Red Means ‘Go’ to Therapeutic Viruses
Complete the form below to unlock access to ALL audio articles.
Light is helping Rice University scientists control both the infectivity of viruses and gene delivery to the nuclei of target cells.
The researchers have developed a method to use two shades of red to control the level and spatial distribution of gene expression in cells via an engineered virus.
Although viruses have evolved to deliver genes into host cells, they still face difficulties getting their payloads from the cytoplasm into a cell’s nucleus, where gene expression occurs. The Rice labs of bioengineers Junghae Suh and Jeffrey Tabor have successfully found a way to overcome this critical hurdle.
The result from labs at Rice’s BioScience Research Collaborative combines Suh’s interest in designing viruses to deliver genes to target cells with Tabor’s skills in optogenetics, in which light-responsive proteins can be used to control biological behavior.
They built custom adeno-associated virus (AAV) vectors by incorporating proteins that naturally come together when exposed to red light (650-nanometer wavelengths) and break apart when exposed to far red (750-nanometer wavelengths). These naturally light-responsive proteins help the viral capsids – the hard shells that contain genetic payloads –enter the host cell nuclei.
AAV has been the vector of choice for gene editing by way of CRISPR/Cas9, a technique that shows promise for curing some genetic diseases, but cell nuclei present a problem, Suh said.
“Viruses in general are relatively efficient at delivering genes into cells, but they still experience great limiting barriers,” she said. “If you add these viruses to cells, most of them seem to hang out outside of the nucleus, and only a small fraction make their way inside, which is the goal.”

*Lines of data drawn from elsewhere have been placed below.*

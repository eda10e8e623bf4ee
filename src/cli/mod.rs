use clap::Parser;
use error_stack::{Result, ResultExt};
use thiserror::Error;

mod migrate;
mod server;

/// Command line options for quill.
#[derive(Debug, Parser)]
#[command(about = "Utility suite for the quill backend", version, author, long_about)]
pub struct Cli {
  #[clap(subcommand)]
  pub subcommand: Subcommand,
}

#[derive(Debug, Error)]
#[error("quill exited with an error")]
pub struct CliError;

impl Cli {
  pub fn run(self) -> Result<(), CliError> {
    match self.subcommand {
      Subcommand::Server(args) => self::server::run(args).change_context(CliError),
      Subcommand::Migrate(args) => self::migrate::run(args).change_context(CliError),
    }
  }
}

#[derive(Debug, Parser)]
pub enum Subcommand {
  Server(self::server::ServerCommand),
  Migrate(self::migrate::MigrateCommand),
}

She said the team drew upon the Tabor lab’s expertise in optogenetics to increase the AAVs’ efficiency. “Jeff works with many different types of light-responsive proteins. The particular pair we decided upon was first identified in plants.
“Light is really nice because you can apply it externally and you can control many aspects: at what areas the light is exposed, the duration of exposure, the intensity of the light and, of course, its wavelength,” she said.
The protein pair comprises phytochrome B and its binding partner phytochrome interacting factor 6 (PIF6), both found in thale cress. The researchers generated host cells that express phytochrome B tagged with a nuclear localization sequence, a small peptide known to help shuttle proteins into the nucleus more effectively. The smaller PIF6 was then attached to the outside surface of the virus capsid.
“When the viruses get internalized into a host cell, they accumulate around the nucleus naturally,” Suh said. “Under nonactivated conditions, most of the viruses are stuck there. But when we shine activating red light on the cells, these two plant proteins dimerize — they come together — and because of the nuclear localization tag on the phytochrome B, the virus is dragged into the nucleus.”
This is the first time optogenetic proteins have been used to control the infectivity of viruses, she said, adding, “We didn’t think it would work as well as it did.”
Lead author Eric Gomez, a graduate student in Suh’s lab, and co-author Karl Gerhardt, a graduate student in Tabor’s lab, demonstrated the technique by activating patterns of AAV-infected cells in petri dishes by shining red light at them through masks.
Suh said the platform may be used in the future to control what cells and tissues express a gene and at what level. The strategy could also find use in tissue-engineering applications like bioscaffolds for implantation. “Here, you might want to coax stem cells to develop into the right cells in some kind of spatially coordinated fashion,” she said.
Use in the body is further off, because externally applied red light only goes so far through tissue to reach targets. “Ultimately, it’s going to depend on the device you use to deliver the light,” she said. “But we imagine cases where you could use a catheter to go to the spot where you want the viruses to be much more infectious.”
Suh said the Rice labs are working to make the next generation of capsids both more effective and more deliverable. “This is just the first step,” she said. “We have a lot of questions, like ‘Can we really do this in vivo?’ kind of questions.
“There have been a handful of papers trying to make the virus-infectious process responsive to light, but they were before the era of optogenetics,” Suh said. “They were using other types of synthetic molecules to make viruses light-responsive.
“It seems using what Mother Nature has already provided in the form of light-responsive proteins works really well for us.”